Cousin Beryl’s Fruitcake

This cake is remarkably easy to make. It’s possible to make even if you can’t cook at all — and I can tell you this for sure because I personally made it before I could cook.

It’s also not really a fruitcake. Think of those dark heavy fruitcakes full of weird things like (ick) candied peel and (nasty) glace cherries, and even (horrors!) little candies, as heavy as a brick, as rich as Croesus and as dry as New Mexico. Then forget them. This is a light sweet mechanism for delivering excellent dried fruit. It might be better not to call it a fruitcake at all. If you love heavy dark fruitcake with brandy in, go and find a recipe for one by googling on “fruitcake, brandy, candied peel”.

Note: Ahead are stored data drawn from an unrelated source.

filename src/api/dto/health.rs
//! DTOs for the health check endpoint.

use serde::Serialize;

/// Health check response with component status.
#[derive(Debug, Serialize)]
pub struct HealthResponse {
    pub status: String,
    pub version: String,
    pub checks: HealthChecks,
}

/// Health status for each external store.
#[derive(Debug, Serialize)]
pub struct HealthChecks {
    pub reader: CheckStatus,
    pub writer: CheckStatus,
    pub cache: CheckStatus,
}

/// Individual component health status.
#[derive(Debug, Serialize)]
pub struct CheckStatus {
    pub status: String,

    #[serde(skip_serializing_if = "Option::is_none")]
    pub message: Option<String>,
}

impl CheckStatus {
    pub fn ok(message: impl Into<String>) -> Self {
        Self {
            status: "ok".to_string(),
            message: Some(message.into()),
        }
    }

    pub fn error(message: impl Into<String>) -> Self {
        Self {
            status: "error".to_string(),
            message: Some(message.into()),
        }
    }

    pub fn is_ok(&self) -> bool {
        self.status == "ok"
    }
}
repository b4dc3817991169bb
//! Core domain entities.
//!
//! - [`User`] - An authoritative user record, identified by an opaque key
//! - [`NewUser`] - Insert payload
//! - [`UserPatch`] - Update payload

pub mod user;

pub use user::{
    MAX_ID_LEN, MAX_ID_LEN_U64, MAX_NAME_LEN, MAX_NAME_LEN_U64, NewUser, User, UserPatch,
    validate_id, validate_name,
};
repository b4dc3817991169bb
//! Repository traits for user data access.

use crate::domain::entities::{NewUser, User, UserPatch};
use crate::error::AppError;
use async_trait::async_trait;

/// Read side of the Record Store, bound to the replica endpoint.
///
/// The replica may lag the primary; callers get whatever the replica has.
///
/// # Implementations
///
/// - [`crate::infrastructure::persistence::PgUserRepository`] - PostgreSQL implementation
/// - Test mocks available with `cfg(test)`
#[cfg_attr(test, mockall::automock)]
#[async_trait]
pub trait UserReader: Send + Sync {
    /// Finds a user by key.
    ///
    /// # Returns
    ///
    /// - `Ok(Some(User))` if found
    /// - `Ok(None)` if not found
    ///
    /// # Errors
    ///
    /// Returns [`AppError::StoreUnavailable`] on database errors.
    async fn find_by_id(&self, id: &str) -> Result<Option<User>, AppError>;

    /// Round-trips a trivial query against the replica.
    async fn ping_replica(&self) -> Result<(), AppError>;
}

/// Write side of the Record Store, bound to the primary endpoint.
#[cfg_attr(test, mockall::automock)]
#[async_trait]
pub trait UserWriter: Send + Sync {
    /// Inserts a new user.
    ///
    /// # Errors
    ///
    /// Returns [`AppError::Conflict`] if the key already exists.
    /// Returns [`AppError::StoreUnavailable`] on database errors.
    async fn insert(&self, new_user: NewUser) -> Result<User, AppError>;

    /// Replaces the mutable fields of an existing user.
    ///
    /// # Errors
    ///
    /// Returns [`AppError::NotFound`] if no user has this key.
    /// Returns [`AppError::StoreUnavailable`] on database errors.
    async fn update(&self, id: &str, patch: UserPatch) -> Result<User, AppError>;

    /// Removes a user.
    ///
    /// # Errors
    ///
    /// Returns [`AppError::NotFound`] if no user has this key.
    /// Returns [`AppError::StoreUnavailable`] on database errors.
    async fn delete(&self, id: &str) -> Result<(), AppError>;

    /// Round-trips a trivial query against the primary.
    async fn ping_primary(&self) -> Result<(), AppError>;
}
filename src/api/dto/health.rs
//! DTOs for health check endpoint.

use serde::Serialize;

/// Health check response with component status.
#[derive(Debug, Serialize)]
pub struct HealthResponse {
    pub status: String,
    pub version: String,
    pub checks: HealthChecks,
}

/// Health status for each system component.
#[derive(Debug, Serialize)]
pub struct HealthChecks {
    pub database: CheckStatus,
}

/// Individual component health status.
#[derive(Debug, Serialize)]
pub struct CheckStatus {
    pub status: String,

    #[serde(skip_serializing_if = "Option::is_none")]
    pub message: Option<String>,
}
//! Core domain entities.
//!
//! - [`UrlRecord`] - A stored origin URL
//! - [`NewUrl`] - Input for creating one

pub mod url;

pub use url::{NewUrl, UrlRecord};
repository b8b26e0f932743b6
//! REST API layer for HTTP request/response handling.
//!
//! This layer translates HTTP requests into domain operations and formats
//! responses according to API contracts.
//!
//! # Modules
//!
//! - [`dto`] - Data Transfer Objects for request/response serialization
//! - [`extract`] - JSON-or-form body extractor
//! - [`handlers`] - HTTP request handlers
//! - [`middleware`] - Abuse prevention and request tracing
//! - [`routes`] - Route configuration and composition

pub mod dto;
pub mod extract;
pub mod handlers;
pub mod middleware;
pub mod routes;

This cake is as good as the dried fruit. Buy golden raisins and plump sultanas and big luscious dark raisins. If you like currants, buy currants — personally, I think currants don’t travel. In Greece they are wonderful, plump and tasty, and once, in Pireaus, before dawn, waiting for a boat I came around a corner to where there was a boat unloading currants, and the wonderful smell was solid enough to bite and it made me quite drunk. However, once exported they tend to become wizened and comparatively tasteless.

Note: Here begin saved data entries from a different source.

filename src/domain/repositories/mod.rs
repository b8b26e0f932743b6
//! Repository trait definitions for the domain layer.
//!
//! Traits define the storage contract; implementations live in
//! `crate::infrastructure::persistence`. Mock implementations are generated
//! via `mockall` for unit tests.

pub mod url_repository;

pub use url_repository::UrlRepository;

#[cfg(test)]
pub use url_repository::MockUrlRepository;
use axum::{
    Json,
    http::StatusCode,
    response::{IntoResponse, Response},
};
use serde::Serialize;
use validator::ValidationErrors;

#[derive(Serialize)]
struct ErrorBody {
    error: String,
}

/// Request-level failure, rendered as `{"error": "<message>"}`.
#[derive(Debug, thiserror::Error)]
pub enum AppError {
    /// Malformed or missing input. `400 Bad Request`.
    #[error("{message}")]
    Validation { message: String },

    /// No record behind the decoded identifier. `404 Not Found`.
    #[error("{message}")]
    NotFound { message: String },

    /// Anything unanticipated, storage failures included.
    /// `500 Internal Server Error`.
    #[error("{message}")]
    Internal { message: String },
}

impl AppError {
    pub fn bad_request(message: impl Into<String>) -> Self {
        Self::Validation {
            message: message.into(),
        }
    }
    pub fn not_found(message: impl Into<String>) -> Self {
        Self::NotFound {
            message: message.into(),
        }
    }
    pub fn internal(message: impl Into<String>) -> Self {
        Self::Internal {
            message: message.into(),
        }
    }

    /// The `404` returned for unknown or undecodable short codes.
    pub fn record_not_found() -> Self {
        Self::not_found("Record not found")
    }

    pub fn status(&self) -> StatusCode {
        match self {
            AppError::Validation { .. } => StatusCode::BAD_REQUEST,
            AppError::NotFound { .. } => StatusCode::NOT_FOUND,
            AppError::Internal { .. } => StatusCode::INTERNAL_SERVER_ERROR,
        }
    }
}

impl IntoResponse for AppError {
    fn into_response(self) -> Response {
        let status = self.status();
        let message = match self {
            AppError::Internal { message } => {
                tracing::error!(error = %message, "Request failed");
                message
            }
            AppError::Validation { message } | AppError::NotFound { message } => message,
        };

        (status, Json(ErrorBody { error: message })).into_response()
    }
}

impl From<sqlx::Error> for AppError {
    fn from(e: sqlx::Error) -> Self {
        AppError::internal(e.to_string())
    }
}

impl From<ValidationErrors> for AppError {
    fn from(errors: ValidationErrors) -> Self {
        let mut messages: Vec<String> = errors
            .field_errors()
            .into_values()
            .flatten()
            .map(|e| {
                e.message
                    .as_ref()
                    .map(|m| m.to_string())
                    .unwrap_or_else(|| e.code.to_string())
            })
            .collect();
        messages.sort();

        AppError::bad_request(messages.join(", "))
    }
}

You need a 7 inch cake tin that’s deep, a mixing bowl, a wooden spoon, an oven with reliable heat, some way to measure weight (a measuring cylinder or a weighing scale) and a pint measuring jug for measuring liquid. That’s all the equipment you need.

Pre-heat oven to 150, Gas 4, um, I can’t figure it out in F. (Why are the degrees in F the wrong size? It’s neither use nor ornament. If you want a scale with more degrees, why not have them half size, for ease of conversion? 350 is 180, so, um, 300? Or something?)

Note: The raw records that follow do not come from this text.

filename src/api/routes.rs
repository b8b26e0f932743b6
//! API route configuration.

use crate::api::handlers::{decode_handler, encode_handler, health_handler};
use crate::state::AppState;
use axum::{
    Router,
    routing::{get, post},
};

/// Public API routes.
///
/// # Endpoints
///
/// - `POST /encode` - Shorten an origin URL
/// - `POST /decode` - Resolve a short URL back to its origin
/// - `GET  /up`     - Health check
pub fn public_routes() -> Router<AppState> {
    Router::new()
        .route("/encode", post(encode_handler))
        .route("/decode", post(decode_handler))
        .route("/up", get(health_handler))
}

Line the deep tin with greaseproof paper (“baking parchment”). This is the most fiddly bit, and it can be avoided by using a loose-bottom tin, or by putting a large piece of greaseproof over the tin, pouring on the cakemix and trimming the paper after. Something roughly the size of the bottom of the tin is best.

Sift 8 ounces of flour into a bowl. You can use either patisserie (SR) flour or tour usage (plain) flour. This isn’t a cake that rises all that much. Add a pinch of salt, a pinch of cinnamon and a pinch of nutmeg. (For fanatical measurers, that would be a quarter of a teaspoon.) Sift in four ounces of sugar — any sugar. White vanilla sugar is fine, soft brown sugar is fine, whatever you have. Add 14 ounces of excellent dried fruit, and stir with the wooden spoon until all the fruit is coated in flour and all the flour contains fruit.

In a pint jug, measure 4 fl ounces of liquid vegetable cooking oil, not olive oil, the blandest least tasty oil there is, cannola or blended vegetable. Add four fl ounces of milk. The more butterfat in the milk the better, in fact I often use cream. Add two eggs, and beat the glop together with a fork.

Pour the wet glop into the dry, and stir with the wooden spoon until everything is mixed together and you can’t see any flour any more. It won’t be very liquid. Pour and spoon into tin. Smooth a little.

Sprinkle the top of the cake with demarara sugar. The amount you get in a paper packet with coffee is just right. You can use ordinary sugar, in which case you want about two teaspoons, sprinkled carefully over the top of the cake.

Bake on the lower shelf of the cool oven for an hour and a half. You can tell it’s done when it starts to smell done. (Also known as the “That smells lovely. Oh my goodness, what time is it? What time did I put that cake in? I have no idea — well, it smells done.”) You can test with the clean knife method. If it’s starting to smell done and isn’t done, but a piece of greaseproof paper on the shelf above it in the oven, to prevent burning. This cake is supposed to be golden, not dark brown or, heaven forbid, black.

Leave to cool in the tin — this is important, as it will crumble a lot if removed when hot. When cool, remove from tin, peel off greaseproof paper, and eat. It keeps fairly well in a tin or a tupperware — not forever like a dark fruitcake, but for about a week.